Sacra è guarito ed è stato dimesso circa un mese fa. Speranze ci sono anche per Nina Pham. «Le
sue condizioni cliniche sono passate da discrete a buone», hanno spiegato ieri le autorità sanitarie
americane. L’Emory Hospital di Atlanta, dove è ricoverata la seconda infermiera contagiata a Dallas,
Amber Vinson, non ha invece fornito aggiornamenti sulle sue condizioni, ma la madre ha detto che è
ancora debole. La Vinson non ha potuto ricevere una trasfusione né da Brantly né dall’altra sopravvissuta americana, Nancy Writebol: i loro gruppi sanguigni erano incompatibili. Non si sa se, come
accaduto per Brantly e Writebol, per l’infermiera sia stato utilizzato il siero Z-mapp, il farmaco sperimentale che si è rivelato efficace in diversi casi. Brantly non aveva potuto donare il plasma nemmeno per il «paziente zero », Thomas Eric Duncan, morto a Dallas, sempre per incompatibilità dei
gruppi sanguigni. Certo è, invece, che lo stesso Brantly, prima di essere riportato negli Usa, aveva
ricevuto in Liberia una trasfusione da un 14enne sopravvissuto.
Anche l’Organizzazione mondiale della sanità (Oms) sembra convinta, in assenza di molte altre alternative, che il plasma dei sopravvissuti sia al momento una strada che vale la pena percorrere.

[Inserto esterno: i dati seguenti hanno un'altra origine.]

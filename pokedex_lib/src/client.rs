//! Caching and retrying lookup client: the query state a front end binds to.

use std::sync::Arc;
use std::time::Duration;

use async_trait::async_trait;

use crate::cache::{Lookup, MemoryCache};
use crate::config::parse_or;
use crate::error::PokedexError;
use crate::transform::DisplayRecord;
use crate::validation::{is_blank, validate_query};

/// Something that can resolve one query to a display record: the local
/// request handler, or a remote server speaking the same envelope.
#[async_trait]
pub trait LookupService: Send + Sync {
    async fn lookup(&self, query: &str) -> Result<DisplayRecord, PokedexError>;
}

#[derive(Debug, Clone, PartialEq)]
pub struct RetryConfig {
    pub max_retries: usize,
    pub base_delay_ms: u64,
    pub max_delay_ms: u64,
}

impl Default for RetryConfig {
    fn default() -> Self {
        Self {
            max_retries: 3,
            base_delay_ms: 1000,
            max_delay_ms: 30000,
        }
    }
}

impl RetryConfig {
    pub fn from_env() -> Self {
        Self::from_vars(|key| std::env::var(key).ok())
    }

    pub(crate) fn from_vars(get: impl Fn(&str) -> Option<String>) -> Self {
        let defaults = Self::default();
        Self {
            max_retries: parse_or(&get, "POKEDEX_RETRY_MAX", defaults.max_retries),
            base_delay_ms: parse_or(&get, "POKEDEX_RETRY_BASE_MS", defaults.base_delay_ms),
            max_delay_ms: parse_or(&get, "POKEDEX_RETRY_MAX_MS", defaults.max_delay_ms),
        }
    }

    /// No retries at all.
    pub fn disabled() -> Self {
        Self {
            max_retries: 0,
            ..Self::default()
        }
    }

    /// Delay before retry number `attempt` (1-based):
    /// `min(base * 2^(attempt - 1), max)`.
    pub fn delay_for_attempt(&self, attempt: usize) -> Duration {
        let shift = (attempt.saturating_sub(1)).min(30) as u32;
        let exp = 1u64 << shift;
        let delay = self
            .base_delay_ms
            .saturating_mul(exp)
            .min(self.max_delay_ms);
        Duration::from_millis(delay)
    }
}

/// What a front end shows for one query.
#[derive(Debug, Clone, Default, PartialEq)]
pub struct QueryState {
    pub data: Option<DisplayRecord>,
    pub is_loading: bool,
    pub error: Option<String>,
}

impl QueryState {
    /// Nothing requested yet.
    pub fn idle() -> Self {
        Self::default()
    }

    pub fn is_idle(&self) -> bool {
        self.data.is_none() && !self.is_loading && self.error.is_none()
    }
}

/// Lookup client that adds per-query caching and retries on top of a
/// [`LookupService`].
///
/// Fresh cache hits bypass the service entirely. Stale hits trigger a
/// refetch and fall back to the stale record if that fails. Failed fetches
/// are retried with exponential backoff.
pub struct CachedClient {
    service: Arc<dyn LookupService>,
    cache: MemoryCache<DisplayRecord>,
    retry: RetryConfig,
}

impl CachedClient {
    /// Creates a client whose retry policy comes from the environment.
    pub fn new(service: Arc<dyn LookupService>, cache: MemoryCache<DisplayRecord>) -> Self {
        Self {
            service,
            cache,
            retry: RetryConfig::from_env(),
        }
    }

    pub fn with_retry_config(mut self, retry: RetryConfig) -> Self {
        self.retry = retry;
        self
    }

    /// State before the query resolves, as far as the cache can tell.
    ///
    /// Blank queries are idle. A fresh entry is final; a stale entry is shown
    /// while loading; anything else is loading with no data.
    pub fn peek(&self, query: &str) -> QueryState {
        if is_blank(query) {
            return QueryState::idle();
        }
        let Ok(key) = validate_query(query) else {
            return QueryState {
                is_loading: true,
                ..QueryState::default()
            };
        };
        match self.cache.get(&key) {
            Lookup::Fresh(record) => QueryState {
                data: Some(record),
                ..QueryState::default()
            },
            Lookup::Stale(record) => QueryState {
                data: Some(record),
                is_loading: true,
                error: None,
            },
            Lookup::Miss => QueryState {
                is_loading: true,
                ..QueryState::default()
            },
        }
    }

    /// Resolves `query` to its final state. Blank queries are skipped and
    /// stay idle.
    pub async fn search(&self, query: &str) -> QueryState {
        if is_blank(query) {
            return QueryState::idle();
        }
        match self.fetch(query).await {
            Ok(record) => QueryState {
                data: Some(record),
                ..QueryState::default()
            },
            Err(err) => QueryState {
                error: Some(err.user_message()),
                ..QueryState::default()
            },
        }
    }

    /// Fetches one record, returning cached results when available.
    pub async fn fetch(&self, query: &str) -> Result<DisplayRecord, PokedexError> {
        let key = validate_query(query)?;

        match self.cache.get(&key) {
            Lookup::Fresh(record) => {
                tracing::debug!("Cache hit for {}", key);
                Ok(record)
            }
            Lookup::Stale(record) => match self.load(&key).await {
                Ok(fresh) => Ok(fresh),
                Err(err) => {
                    tracing::warn!("Refetch of {} failed, serving stale data: {}", key, err);
                    Ok(record)
                }
            },
            Lookup::Miss => self.load(&key).await,
        }
    }

    async fn load(&self, key: &str) -> Result<DisplayRecord, PokedexError> {
        let record = self
            .with_retry(key, || self.service.lookup(key))
            .await?;
        self.cache.set(key.to_string(), record.clone());
        Ok(record)
    }

    async fn with_retry<T, F, Fut>(&self, label: &str, mut f: F) -> Result<T, PokedexError>
    where
        F: FnMut() -> Fut,
        Fut: std::future::Future<Output = Result<T, PokedexError>>,
    {
        let mut attempt = 0usize;
        loop {
            match f().await {
                Ok(value) => return Ok(value),
                Err(err) => {
                    attempt += 1;
                    if attempt > self.retry.max_retries || !is_retryable(&err) {
                        return Err(err);
                    }
                    let delay = self.retry.delay_for_attempt(attempt);
                    tracing::warn!(
                        "{} lookup failed (attempt {}/{}), retrying in {:.1}s",
                        label,
                        attempt,
                        self.retry.max_retries,
                        delay.as_secs_f64()
                    );
                    tokio::time::sleep(delay).await;
                }
            }
        }
    }
}

/// Absence and bad input are answers, not transient failures.
fn is_retryable(err: &PokedexError) -> bool {
    match err {
        PokedexError::Api(api_err) => !matches!(api_err, pokedex_api::Error::NotFound),
        PokedexError::Remote { status, message } => {
            message != pokedex_api::NOT_FOUND_MESSAGE && status.map_or(true, |s| s >= 500 || s == 429)
        }
        _ => false,
    }
}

Anche se, ovviamente, non sempre i risultati sono garantiti. La dottoressa Marie Paule Kieny,
dell’Oms, ha spiegato che sono state attivate delle partnership in Liberia, Guinea e Sierra Leone per
riuscire «ad estrarre in sicurezza il plasma e a prepararlo in modo tale che possa essere usato per il
trattamento dei contagiati ». Non è ancora chiaro quanto siero potrà essere reso disponibile, ma, ha
aggiunto la Kieny, in Liberia si sta procedendo speditamente, approntando apposite strutture. Per
William Schaffner, direttore di medicina preventiva alla Vanderbilt University di Nashville, «c’è una
forte possibilità teorica che questo metodo abbia successo, in particolare se la trasfusione avviene
nelle prime fasi della nuova diagnosi ». Il sistema immunitario attaccato da un virus crea anticorpi
specifici che attaccano lo stesso virus: se riescono a ucciderlo ne prevengono anche il ritorno e restano nell’organismo a vita. “Importare” questi anticorpi da un sopravvissuto a un nuovo malato, il
cui organismo è indebolito dal virus, aiuta quindi il sistema immunitario del paziente a reagire. Anche l’infermiera spagnola Teresa Romero, la prima persona contagiata da ebola fuori dall’Africa e
data per guarita tre giorni fa, aveva ricevuto una trasfusione di sangue da una sopravvissuta: si tratta della religiosa Paciencia Melgar, che aveva superato la malattia contratta in un ospedale della Liberia. Ora la stessa Romero potrebbe donare il sangue per altri pazienti: «Le verrà presentata questa possibilità, ma dovrà decidere lei», hanno fatto sapere le autorità sanitarie. Finora l’epidemia ha
causato 4.555 morti su 9.216 casi in sette Paesi.
«Ho l’impressione che finché ha colpito solo l’Africa non abbiamo fatto niente e siamo intervenuti
solo quando c’è stato il rischio di una diffusione del virus in Europa», ha ammesso ieri il presidente
della prossima Commissione europea, Jean-Claude Juncker. Seppur in ritardo, qualcosa nella coscienza internazionale comincia a smuoversi.